I really like both, i want to start doing more vocal work because i dont see myself as just an "instrumental hip hop" guy. I love making that stuff but i enjoy making the other stuff too. Theres a place for it all, i just wouldnt want to consider myself one or the other of anything.
are there too many beat makers out there now and with myspace can you become lost in all the music?
i
dont know if you can ever say that theres too many...half the time its
people who just enjoy sitting making beats and they can put it on
myspace and get some feedback, i think thats great.
The flipside is that its a lottttt of music to wade through if thats what you want to do. gift and a curse.
how can you push out the boundaries of your music to set you out from the rest?
experiment, be honest and use your imagination as much as possible...?
does your musical training stand to you in that i think that some beatmakers have a good idea but they can't develop it so it ends up being a two minute track that ends suddenly and doesn't go anywhere whereas you are able to have interludes in your tracks and then take it in a different direction...
I dont know if its anything to do with musical training because i really dont have much if any at all.

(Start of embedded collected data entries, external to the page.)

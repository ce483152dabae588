// ============================================================
// Layer 3 — Level
// ============================================================
// The curriculum index. Level 5 is the coarsest stage (1/16 of
// the packed RAW resolution), level 0 the finest (2x upsampled).
// A Level value is always inside 0..=MAX_LEVEL; the only way to
// build one is Level::new, which rejects anything else.
//
// Per-level behaviour:
//
//   level │ output scale │ perceptual │ ms-ssim metric │ loss
//   ──────┼──────────────┼────────────┼────────────────┼──────────────────────
//     5   │    1/16      │     no     │       no       │ mse
//     4   │    1/8       │    yes     │       no       │ mse
//    3..2 │  1/4, 1/2    │    yes     │       no       │ 10·mse + content
//     1   │     1        │    yes     │      yes       │ 10·mse + content
//     0   │     2        │    yes     │      yes       │ mse + content + ssim

use std::fmt;

use serde::{Deserialize, Serialize};

use crate::domain::error::{TrainError, TrainResult};

/// Index of the coarsest level.
pub const MAX_LEVEL: u8 = 5;

/// Packed inputs must be a multiple of this on both sides: the encoder
/// halves the resolution once per level below the finest.
pub const PACKED_MULTIPLE: usize = 1 << (MAX_LEVEL - 1);

#[derive(Debug, Clone, Copy, PartialEq, Eq, PartialOrd, Ord, Hash, Serialize, Deserialize)]
#[serde(try_from = "u8", into = "u8")]
pub struct Level(u8);

impl Level {
    pub fn new(value: u8) -> TrainResult<Self> {
        if value > MAX_LEVEL {
            return Err(TrainError::config(format!(
                "level {value} is outside the implemented range 0..={MAX_LEVEL}"
            )));
        }
        Ok(Self(value))
    }

    pub fn coarsest() -> Self {
        Self(MAX_LEVEL)
    }

    pub fn get(self) -> u8 {
        self.0
    }

    pub fn index(self) -> usize {
        self.0 as usize
    }

    pub fn is_coarsest(self) -> bool {
        self.0 == MAX_LEVEL
    }

    /// The level whose checkpoint seeds this one, if any.
    pub fn coarser(self) -> Option<Level> {
        (!self.is_coarsest()).then(|| Level(self.0 + 1))
    }

    /// `1 / 2^(level - 1)`: 2.0 at level 0, 1/16 at level 5.
    pub fn dslr_scale(self) -> f64 {
        2f64.powi(1 - self.0 as i32)
    }

    /// Resize factor applied to the full-resolution DSLR target.
    pub fn target_scale(self) -> f64 {
        self.dslr_scale() / 2.0
    }

    /// Whether perceptual features are extracted at this level.
    pub fn uses_perceptual(self) -> bool {
        self.0 < MAX_LEVEL
    }

    /// Whether MS-SSIM is accumulated during evaluation.
    pub fn uses_ssim_metric(self) -> bool {
        self.0 < 2
    }
}

impl TryFrom<u8> for Level {
    type Error = TrainError;

    fn try_from(value: u8) -> TrainResult<Self> {
        Level::new(value)
    }
}

impl From<Level> for u8 {
    fn from(level: Level) -> u8 {
        level.0
    }
}

impl fmt::Display for Level {
    fn fmt(&self, f: &mut fmt::Formatter<'_>) -> fmt::Result {
        write!(f, "{}", self.0)
    }
}

// ─── Recommended schedule ────────────────────────────────────────────────────
// Batch sizes and epoch counts used when the operator does not
// override them. Out-of-range levels fall back to the coarsest
// row; they are rejected later by Level::new anyway.

#[derive(Debug, Clone, Copy, PartialEq, Eq)]
pub struct LevelDefaults {
    pub batch_size: usize,
    pub epochs:     usize,
}

pub fn defaults_for(level: u8) -> LevelDefaults {
    let (batch_size, epochs) = match level {
        0 => (10, 10),
        1 => (12, 12),
        2 => (18, 18),
        3 => (48, 17),
        _ => (50, 17),
    };
    LevelDefaults { batch_size, epochs }
}

/// Last epoch written by the coarser level under the default
/// schedule; `None` for the coarsest level.
pub fn default_restore_epoch(level: u8) -> Option<usize> {
    if level >= MAX_LEVEL {
        return None;
    }
    Some(defaults_for(level + 1).epochs.saturating_sub(1))
}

Maybe more to do with a period of being obsessed with not making just loops anymore and to make music that actually moved and took you somewhere, something that wasnt so obvious as a lot of the hip hop i was listening to... so that you wouldnt really know where something was gonna go or what was gonna happen next. Music is a ladder for the soul apparently so there ye go....Not to be tricky or anything but just to keep interest and create a picture of sorts for myself.
you have a new 7 in the pipeline, any other solo work we should know about?
Yeh i've a new 7" with Muhsinah out on All City this month, then a Flying Lotus remix on Warp Records in nov followed by an ep on LuckyMe...
if you were to define your music for the people of limerick in a couple of words what would they be, what can we expect on the night?
...come down and decide!
pc


i cant find mikes dads record - does anyone have a copy of ozone? purple vinyl an' all!
Posted by: olanallcity | November 28, 2008 at 12:03 AM
i don't even think mike has a copy anymore..i think he said he gave it to you?